**YOUR INSTRUCTIONS**
Your answer is to be every line of the material that includes the string "LinkUsed".

BEGIN DATA FOR THIS EXERCISE

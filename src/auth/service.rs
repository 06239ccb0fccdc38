//! Passwordless sign-in over emailed links

use crate::auth::mailer::{MailError, Mailer, OutgoingEmail};
use crate::auth::tokens::{LinkToken, SessionToken, TokenError};
use crate::ledger::normalize_email;
use crate::storage::{SessionRecord, SessionStore, StorageError};
use async_trait::async_trait;
use chrono::{Duration, Utc};
use dashmap::DashMap;
use std::sync::Arc;
use thiserror::Error;
use tokio::time::Instant;
use tracing::{debug, info, warn};

/// The only sign-in provider: emailed links delivered through Resend
pub const RESEND_PROVIDER: &str = "resend";

#[derive(Debug, Error)]
pub enum AuthError {
    #[error("unknown sign-in provider: {0}")]
    UnknownProvider(String),

    #[error("invalid email address")]
    InvalidEmail,

    #[error("sign-in link already used")]
    LinkUsed,

    #[error(transparent)]
    Token(#[from] TokenError),

    #[error(transparent)]
    Mail(#[from] MailError),

    #[error(transparent)]
    Storage(#[from] StorageError),
}

/// Transient sign-in request, consumed by a single `sign_in` call
#[derive(Debug, Clone, PartialEq, Eq)]
pub struct SignInRequest {
    pub email: String,
}

impl SignInRequest {
    /// Build a request, `None` for a blank address
    pub fn new(email: &str) -> Option<Self> {
        let email = email.trim();
        if email.is_empty() {
            return None;
        }
        Some(Self {
            email: email.to_string(),
        })
    }
}

/// Result of a sign-in action
#[derive(Debug, Clone, Copy, PartialEq, Eq)]
pub struct SignInOutcome {
    /// `true` when a link is already in flight for this address,
    /// `false` when a fresh link was just sent
    pub signing_in: bool,
}

/// The sign-in action boundary
#[async_trait]
pub trait AuthService: Send + Sync {
    async fn sign_in(&self, provider: &str, request: SignInRequest) -> Result<SignInOutcome, AuthError>;
}

/// Settings for `EmailLinkAuth`
#[derive(Debug, Clone)]
pub struct LinkAuthConfig {
    /// Externally visible base URL, links point at `{public_url}/auth/verify`
    pub public_url: String,
    /// Sender address for sign-in emails
    pub mail_from: String,
    /// HMAC secret for link tokens
    pub secret: Vec<u8>,
    pub link_ttl: Duration,
    pub session_ttl: Duration,
    /// Minimum time between two links to the same address
    pub resend_cooldown: std::time::Duration,
}

/// Issues signed one-time links and exchanges them for sessions
pub struct EmailLinkAuth {
    config: LinkAuthConfig,
    mailer: Arc<dyn Mailer>,
    sessions: Arc<dyn SessionStore>,
    /// Normalized email -> when the last link was sent
    recent: DashMap<String, Instant>,
}

/// Loose shape check, the mail provider is the real judge
fn looks_like_email(email: &str) -> bool {
    match email.split_once('@') {
        Some((local, domain)) => {
            !local.is_empty()
                && !domain.is_empty()
                && !domain.contains('@')
                && !email.chars().any(char::is_whitespace)
        }
        None => false,
    }
}

impl EmailLinkAuth {
    pub fn new(config: LinkAuthConfig, mailer: Arc<dyn Mailer>, sessions: Arc<dyn SessionStore>) -> Self {
        Self {
            config,
            mailer,
            sessions,
            recent: DashMap::new(),
        }
    }

    /// Build the verification URL for a link token
    pub fn verify_url(&self, token: &LinkToken) -> String {
        format!(
            "{}/auth/verify?token={}",
            self.config.public_url.trim_end_matches('/'),
            token
        )
    }

    fn in_cooldown(&self, email: &str) -> bool {
        self.recent
            .get(email)
            .is_some_and(|sent| sent.elapsed() < self.config.resend_cooldown)
    }

    /// Forget addresses whose resend cooldown has passed
    pub fn prune_cooldowns(&self) {
        self.recent
            .retain(|_, sent| sent.elapsed() < self.config.resend_cooldown);
    }

    /// Addresses currently held in the resend cooldown
    pub fn cooldown_len(&self) -> usize {
        self.recent.len()
    }

    /// Verify a sign-in link and open a session for its address
    pub async fn complete(&self, link: &str) -> Result<(SessionToken, SessionRecord), AuthError> {
        let now = Utc::now();
        let token = LinkToken::verify(link, &self.config.secret, now)?;

        if !self
            .sessions
            .consume_link_nonce(token.nonce(), token.expires_at())
            .await?
        {
            warn!(email = %token.email(), "Sign-in link replayed");
            return Err(AuthError::LinkUsed);
        }

        let session = SessionToken::generate();
        let record = SessionRecord {
            id: session.id().to_string(),
            email: token.email().to_string(),
            created_at: now,
            expires_at: now + self.config.session_ttl,
        };
        self.sessions.create_session(&record).await?;

        // A completed sign-in may ask for a new link straight away
        self.recent.remove(token.email());

        info!(email = %record.email, "Signed in");
        Ok((session, record))
    }

    /// End a session; unknown sessions are ignored
    pub async fn sign_out(&self, session: &SessionToken) -> Result<(), AuthError> {
        self.sessions.delete_session(session.id()).await?;
        debug!("Signed out");
        Ok(())
    }
}

#[async_trait]
impl AuthService for EmailLinkAuth {
    async fn sign_in(&self, provider: &str, request: SignInRequest) -> Result<SignInOutcome, AuthError> {
        if provider != RESEND_PROVIDER {
            return Err(AuthError::UnknownProvider(provider.to_string()));
        }

        let email = normalize_email(&request.email);
        if !looks_like_email(&email) {
            return Err(AuthError::InvalidEmail);
        }

        if self.in_cooldown(&email) {
            debug!(email = %email, "Sign-in link already in flight");
            return Ok(SignInOutcome { signing_in: true });
        }

        let expires_at = Utc::now() + self.config.link_ttl;
        let token = LinkToken::create(&email, expires_at, &self.config.secret)?;
        let message = OutgoingEmail::sign_in_link(
            &self.config.mail_from,
            &email,
            &self.verify_url(&token),
            self.config.link_ttl.num_minutes(),
        );

        self.mailer.send(&message).await?;
        self.prune_cooldowns();
        self.recent.insert(email.clone(), Instant::now());

        info!(email = %email, "Sent sign-in link");
        Ok(SignInOutcome { signing_in: false })
    }
}
mod commands;

pub use commands::{Cli, Commands};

END DATA FOR THIS EXERCISE

**FINISHED EXERCISE**
    LinkUsed,
            return Err(AuthError::LinkUsed);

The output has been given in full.